Native memory is real now. Claude, ChatGPT, all of them can hold onto facts across sessions, and I use it too. So this is not another your AI forgets everything post. The gap I kept hitting is more specific: the decisions my team actually makes do not live in the model at all. They happen in an email thread, in a Slack reply, in someone's head after a call. By the next session, or the next person, the reason behind a choice is gone, and the work quietly relitigates something we already settled.

Not a memory engine. An operating layer.

cowork-os is not a memory engine. It does not try to capture, compress and reinject everything the agent does. It is the operating layer for AI work: the decisions, the open questions, the project state and the routines your team keeps in plain Markdown files you can read, correct and govern. It runs on top of Claude Cowork, and Code. Native memory remembers facts. A memory engine retrieves history. cowork-os is where the operating context lives, so the next session picks up the right state instead of guessing.

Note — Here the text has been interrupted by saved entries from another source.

use crossterm::event::KeyCode;
use ratatui::{
    buffer::Buffer,
    layout::{Alignment, Constraint, Direction, Layout, Rect},
    style::{Color, Modifier, Style},
    text::{Line, Span},
    widgets::{Block, BorderType, Borders, List, ListItem, Paragraph, Widget, Wrap},
    Frame,
};
use std::time::Instant;

use crate::App;
use cubetime::presenter::Feedback;

const HORIZONTAL_MARGIN: u16 = 2;
const VERTICAL_MARGIN: u16 = 1;
const HISTORY_WIDTH: u16 = 20;
const TIMER_HEIGHT: u16 = 5;

struct Areas {
    scramble: Rect,
    timer: Rect,
    history: Rect,
    footer: Rect,
}

fn split(area: Rect) -> Areas {
    let columns = Layout::default()
        .direction(Direction::Horizontal)
        .horizontal_margin(HORIZONTAL_MARGIN)
        .vertical_margin(VERTICAL_MARGIN)
        .constraints([Constraint::Min(1), Constraint::Length(HISTORY_WIDTH)])
        .split(area);

    let rows = Layout::default()
        .direction(Direction::Vertical)
        .constraints([
            Constraint::Length(4), // scramble
            Constraint::Min(1),    // padding above the timer
            Constraint::Length(TIMER_HEIGHT),
            Constraint::Min(1), // padding below the timer
            Constraint::Length(2), // footer
        ])
        .split(columns[0]);

    Areas {
        scramble: rows[0],
        timer: rows[2],
        history: columns[1],
        footer: rows[4],
    }
}

/// Screen region that accepts taps
pub fn timer_area(area: Rect) -> Rect {
    split(area).timer
}

pub fn draw(app: &App, f: &mut Frame) {
    f.render_widget(app, f.area());
}

fn key_label(code: KeyCode) -> String {
    match code {
        KeyCode::Char(' ') => "space".to_string(),
        KeyCode::Char(c) => c.to_string(),
        KeyCode::Enter => "enter".to_string(),
        other => format!("{other:?}").to_lowercase(),
    }
}

fn instructions(app: &App) -> String {
    let key = key_label(app.dispatcher.trigger_key());
    let start = if app.dispatcher.mode().pointer {
        format!("tap the timer or press ({key})")
    } else {
        format!("press ({key})")
    };
    format!("{start} to start / stop / clear\n(n)ew scramble  (r)eset all  (esc)ape")
}

impl Widget for &App {
    fn render(self, area: Rect, buf: &mut Buffer) {
        let display = self.session.presenter();
        let areas = split(area);

        let bold_style = Style::default().add_modifier(Modifier::BOLD);
        let dim_style = Style::default().add_modifier(Modifier::DIM);
        let italic_style = Style::default().add_modifier(Modifier::ITALIC);

        let timer_style = match display.feedback_at(Instant::now()) {
            Feedback::Running => bold_style.fg(Color::Red),
            Feedback::Stopped => bold_style.fg(Color::Green),
            Feedback::Idle => bold_style,
        };

        Paragraph::new(Span::styled(display.scramble.as_str(), bold_style))
            .block(
                Block::default()
                    .borders(Borders::ALL)
                    .border_type(BorderType::Rounded)
                    .title(" scramble "),
            )
            .alignment(Alignment::Center)
            .wrap(Wrap { trim: true })
            .render(areas.scramble, buf);

        // vertically center the single line of time inside its box
        let padding = (TIMER_HEIGHT.saturating_sub(2) / 2) as usize;
        let mut lines: Vec<Line> = vec![Line::default(); padding];
        lines.push(Line::from(Span::styled(display.elapsed.as_str(), timer_style)));

        Paragraph::new(lines)
            .block(
                Block::default()
                    .borders(Borders::ALL)
                    .border_type(BorderType::Thick)
                    .border_style(timer_style),
            )
            .alignment(Alignment::Center)
            .render(areas.timer, buf);

        let items: Vec<ListItem> = if display.history.is_empty() {
            vec![ListItem::new(Span::styled("no solves yet", dim_style))]
        } else {
            display
                .history
                .iter()
                .map(|entry| ListItem::new(entry.as_str()))
                .collect()
        };
        List::new(items)
            .block(
                Block::default()
                    .borders(Borders::ALL)
                    .border_type(BorderType::Rounded)
                    .title(" times "),
            )
            .render(areas.history, buf);

        Paragraph::new(instructions(self))
            .style(italic_style.add_modifier(Modifier::DIM))
            .alignment(Alignment::Center)
            .render(areas.footer, buf);
    }
}
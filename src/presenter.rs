use crate::history::RankedSolve;

/// Cosmetic state hint for the display
#[derive(Clone, Copy, Debug, PartialEq, Eq, strum_macros::Display)]
#[strum(serialize_all = "lowercase")]
pub enum Feedback {
    Idle,
    Running,
    Stopped,
}

/// Presentation boundary: receives already formatted state, never drives it
pub trait Presenter {
    fn render_elapsed(&mut self, elapsed: &str);
    fn render_scramble(&mut self, scramble: &str);
    fn render_history(&mut self, entries: &[RankedSolve]);
    fn set_visual_feedback(&mut self, _feedback: Feedback) {}
}

/// Presenter that records every call, for tests and headless runs
#[derive(Clone, Debug, Default)]
pub struct RecordingPresenter {
    pub elapsed: Vec<String>,
    pub scrambles: Vec<String>,
    pub histories: Vec<Vec<String>>,
    pub feedback: Vec<Feedback>,
}

impl RecordingPresenter {
    pub fn last_elapsed(&self) -> Option<&str> {
        self.elapsed.last().map(String::as_str)
    }

    pub fn last_scramble(&self) -> Option<&str> {
        self.scrambles.last().map(String::as_str)
    }

    pub fn last_history(&self) -> Option<&[String]> {
        self.histories.last().map(Vec::as_slice)
    }

    pub fn last_feedback(&self) -> Option<Feedback> {
        self.feedback.last().copied()
    }
}

impl Presenter for RecordingPresenter {
    fn render_elapsed(&mut self, elapsed: &str) {
        self.elapsed.push(elapsed.to_string());
    }

    fn render_scramble(&mut self, scramble: &str) {
        self.scrambles.push(scramble.to_string());
    }

    fn render_history(&mut self, entries: &[RankedSolve]) {
        self.histories
            .push(entries.iter().map(|e| e.to_string()).collect());
    }

    fn set_visual_feedback(&mut self, feedback: Feedback) {
        self.feedback.push(feedback);
    }
}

Until now that state was something you wrote down by hand at the end of a task. v0.4.0 goes and gets it from where decisions are actually made, then helps you govern it.

Three things shipped in v0.4.0

Decisions become records with a lifecycle. A decision is no longer a sentence buried in a thread. It is a record with a status (proposed, active, superseded, expired, rejected), an owner and a review date. A weekly Decision Radar reads the set and tells you what is active, what is stale, what is in conflict, what is blocking, and the three decisions you actually need to make this week. Superseded instead of deleted, so the trail reads we decided X, then moved to Y, and here is why, without reopening the debate every time.

A signal sweep that reads where decisions happen. Twice a day it reads your email and Slack (Notion and Drive optional) since the last watermark and distills them into structured signals: decisions, commitments, questions, risks, deadlines. Real decisions and commitments get promoted to candidates you confirm. It is read-only. It captures and flags, it never sends anything, and the raw dumps stay private and out of git.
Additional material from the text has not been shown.